Warm up your winter nights with this comforting steak and ale pie—a satisfying meal that’s sure to please the whole family. It can be eaten hot on the night or eaten the next day, either way, it will be absolutely delicious! Here’s how to make it.
- 1 1/2 pounds of beef chuck steak
- 1 onion
- 2 carrots
- 2 celery stalks
- 4 cloves of garlic
- 2 tablespoons all-purpose flour
- 1 cup of ale or stout beer
- 2 cups of beef broth
- 1 tablespoon tomato paste
- 1 teaspoon Worcestershire sauce
- 1 teaspoon dried thyme
- Black pepper
- 1 sheet puff pastry
- 1 egg, beaten (for egg wash)
- Olive oil for cooking
- In a large skillet or Dutch oven, heat olive oil over medium-high heat. Add the beef chuck steak pieces and sear until browned on all sides. Remove the beef from the skillet and set aside. In the same skillet, add a bit more olive oil if needed, then sauté the finely chopped onion, diced carrots, diced celery, and minced garlic until softened.
- Sprinkle the flour over the sautéed vegetables and cook, stirring constantly, for 1-2 minutes to make a roux. Pour in the ale or stout beer, scraping the bottom of the skillet to loosen any browned bits. Let it simmer for a few minutes to cook off the alcohol.
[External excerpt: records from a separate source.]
//! Line-oriented stand-in for a host process.
//!
//! Reads requests from stdin, one per line:
//!
//! ```text
//! Add 10 10
//! Add|42 10 10
//! String "hello world"
//! Array 1 [2,"x"] 3
//! ASYNC_CANCEL|<token>
//! :version
//! :quit
//! ```
//!
//! Prints `REPLY <code> <text>` for each request and `CALLBACK <ext> <tag>
//! <body>` for every asynchronous delivery.

use std::io::{self, BufRead, Write};
use std::path::PathBuf;
use std::sync::Arc;

use anyhow::Result;
use clap::Parser;
use extcall_runtime::service::{DeliveryError, DemoPlugin, HostCallback, TracingObserver};
use extcall_runtime::{logging, Bridge, BridgeConfig};

#[derive(Parser, Debug)]
#[command(name = "host-shell", about = "Drive the demo extension from stdin")]
struct Cli {
    /// JSON config file; missing fields use defaults
    #[arg(long, env = "EXTCALL_CONFIG")]
    config: Option<PathBuf>,

    /// Emit logs as JSON lines on stderr
    #[arg(long, env = "EXTCALL_JSON_LOGS")]
    json_logs: bool,

    /// Reply buffer size in bytes (overrides the config file)
    #[arg(long, env = "EXTCALL_BUFFER")]
    buffer: Option<usize>,
}

struct StdoutCallback;

impl HostCallback for StdoutCallback {
    fn deliver(&self, extension: &str, function: &str, data: &str) -> Result<(), DeliveryError> {
        let mut stdout = io::stdout().lock();
        writeln!(stdout, "CALLBACK {extension} {function} {data}")
            .and_then(|()| stdout.flush())
            .map_err(|err| DeliveryError::Rejected(err.to_string()))
    }
}

fn main() -> Result<()> {
    let cli = Cli::parse();

    let mut config = match &cli.config {
        Some(path) => BridgeConfig::from_file(path)?,
        None => BridgeConfig::default(),
    };
    if cli.json_logs {
        config.log.json = true;
    }
    if let Some(buffer) = cli.buffer {
        config.output_capacity = buffer;
    }
    logging::init(&config.log);

    let capacity = config.output_capacity.max(1);
    let version = config.version.clone();
    let bridge = Bridge::builder(config)
        .plugin(DemoPlugin::new(version))
        .observer(Arc::new(TracingObserver))
        .callback(Arc::new(StdoutCallback))
        .build()?;

    let mut out = vec![0u8; capacity];
    bridge.version(&mut out);
    println!("VERSION {}", reply_text(&out));

    for line in io::stdin().lock().lines() {
        let line = line?;
        let line = line.trim();
        if line.is_empty() || line.starts_with('#') {
            continue;
        }

        let mut tokens = tokenize(line).into_iter();
        let Some(function) = tokens.next() else {
            continue;
        };
        match function.as_str() {
            ":quit" => break,
            ":version" => {
                bridge.version(&mut out);
                println!("VERSION {}", reply_text(&out));
            }
            _ => {
                let args: Vec<String> = tokens.collect();
                let code = bridge.call_with_args(&function, &args, &mut out);
                println!("REPLY {} {}", code.as_i32(), reply_text(&out));
            }
        }
    }

    Ok(())
}

/// Text up to the NUL terminator.
fn reply_text(out: &[u8]) -> String {
    let len = out.iter().position(|b| *b == 0).unwrap_or(out.len());
    String::from_utf8_lossy(&out[..len]).into_owned()
}

/// Splits on whitespace outside of double quotes and brackets. Quotes are
/// kept so the argument codec still sees quoted text.
fn tokenize(line: &str) -> Vec<String> {
    let mut tokens = Vec::new();
    let mut current = String::new();
    let mut in_quotes = false;
    let mut depth = 0usize;

    for c in line.chars() {
        match c {
            '"' => {
                in_quotes = !in_quotes;
                current.push(c);
            }
            '[' if !in_quotes => {
                depth += 1;
                current.push(c);
            }
            ']' if !in_quotes => {
                depth = depth.saturating_sub(1);
                current.push(c);
            }
            c if c.is_whitespace() && !in_quotes && depth == 0 => {
                if !current.is_empty() {
                    tokens.push(std::mem::take(&mut current));
                }
            }
            c => current.push(c),
        }
    }
    if !current.is_empty() {
        tokens.push(current);
    }
    tokens
}

#[cfg(test)]
mod tests {
    use super::*;

    #[test]
    fn tokenize_keeps_quotes_and_brackets_together() {
        assert_eq!(
            tokenize(r#"Array 1 [2, "a b"] "x y" 3"#),
            vec!["Array", "1", r#"[2, "a b"]"#, r#""x y""#, "3"]
        );
    }

    #[test]
    fn tokenize_handles_doubled_quotes() {
        assert_eq!(
            tokenize(r#"String "say ""hi"" now""#),
            vec!["String", r#""say ""hi"" now""#]
        );
    }

    #[test]
    fn reply_text_stops_at_terminator() {
        assert_eq!(reply_text(b"abc\0zzz"), "abc");
        assert_eq!(reply_text(b"abc"), "abc");
    }
}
- Stir in the beef broth, tomato paste, Worcestershire sauce, and dried thyme. Return the seared beef to the skillet. Season with salt and pepper to taste. Bring the mixture to a simmer, then reduce the heat to low. Cover and let it simmer gently for 1 1/2 to 2 hours, or until the beef is tender and the flavors have melded together.
- Preheat your oven to 400°F (200°C). Roll out the puff pastry on a lightly floured surface until it’s large enough to cover your pie dish. Transfer the beef mixture to a pie dish. Brush the edges of the dish with beaten egg, then place the puff pastry over the top, pressing down gently to seal. Trim any excess pastry and crimp the edges with a fork.
- Brush the top of the pastry with more beaten egg for a golden finish. Cut a few slits in the center to allow steam to escape. Place the pie on a baking sheet and bake in the preheated oven for 25-30 minutes, or until the pastry is golden brown and flaky. Remove the steak and ale pie from the oven and let it cool slightly before serving. Slice into portions and enjoy the comforting flavors of this hearty winter dish.